DATA UNDER STUDY |
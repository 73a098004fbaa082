//! Exporter: workbook and flat-file output.
//!
//! Every derived table is first rendered into a [`Sheet`] made of
//! [`Section`]s. The workbook writer lays sections out one under another;
//! the CSV writer emits one file per section. Both read the same headers
//! and cells, so the two outputs always share a schema.

pub mod flat;
pub mod sheets;
pub mod xlsx;

use std::fmt;

pub use flat::write_csv_dir;
pub use sheets::report_sheets;
pub use xlsx::write_workbook;

/// Sheet names, in workbook order.
pub const SHEET_ORDER: [&str; 6] = ["overall", "monthly", "city_perf", "pivots", "RFM", "cohort"];

/// A single typed cell.
#[derive(Debug, Clone, PartialEq)]
pub enum Cell {
    Text(String),
    Number(f64),
    /// A fraction in [0, 1], shown with three decimals.
    Ratio(f64),
    Integer(i64),
    Bool(bool),
    Empty,
}

impl fmt::Display for Cell {
    fn fmt(&self, f: &mut fmt::Formatter<'_>) -> fmt::Result {
        match self {
            Cell::Text(s) => write!(f, "{s}"),
            Cell::Number(n) => write!(f, "{n}"),
            Cell::Ratio(r) => write!(f, "{r:.3}"),
            Cell::Integer(i) => write!(f, "{i}"),
            Cell::Bool(b) => write!(f, "{b}"),
            Cell::Empty => Ok(()),
        }
    }
}

impl From<&str> for Cell {
    fn from(s: &str) -> Self {
        Cell::Text(s.to_string())
    }
}

impl From<String> for Cell {
    fn from(s: String) -> Self {
        Cell::Text(s)
    }
}

impl From<f64> for Cell {
    fn from(n: f64) -> Self {
        Cell::Number(n)
    }
}

impl From<usize> for Cell {
    fn from(n: usize) -> Self {
        Cell::Integer(n as i64)
    }
}

impl From<i64> for Cell {
    fn from(n: i64) -> Self {
        Cell::Integer(n)
    }
}

impl From<u8> for Cell {
    fn from(n: u8) -> Self {
        Cell::Integer(i64::from(n))
    }
}

impl From<bool> for Cell {
    fn from(b: bool) -> Self {
        Cell::Bool(b)
    }
}

impl<T: Into<Cell>> From<Option<T>> for Cell {
    fn from(value: Option<T>) -> Self {
        value.map(Into::into).unwrap_or(Cell::Empty)
    }
}

/// One rectangular table.
#[derive(Debug, Clone, PartialEq)]
pub struct Section {
    /// Heading written above the table in the workbook.
    pub title: Option<String>,
    /// Flat-file name for this table.
    pub file_name: String,
    pub headers: Vec<String>,
    pub rows: Vec<Vec<Cell>>,
}

impl Section {
    pub fn new(file_name: &str, headers: &[&str]) -> Self {
        Self {
            title: None,
            file_name: file_name.to_string(),
            headers: headers.iter().map(|h| h.to_string()).collect(),
            rows: Vec::new(),
        }
    }

    pub fn with_title(mut self, title: &str) -> Self {
        self.title = Some(title.to_string());
        self
    }

    pub fn push_row(&mut self, row: Vec<Cell>) {
        self.rows.push(row);
    }
}

/// A workbook sheet holding one or more sections.
#[derive(Debug, Clone, PartialEq)]
pub struct Sheet {
    pub name: String,
    pub sections: Vec<Section>,
}

impl Sheet {
    pub fn new(name: &str, sections: Vec<Section>) -> Self {
        Self {
            name: name.to_string(),
            sections,
        }
    }
}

PROBLEM TO WORK ON |
State how many lines of the records above contain the word "impl", giving only that number.

SOLVED PROBLEM |
11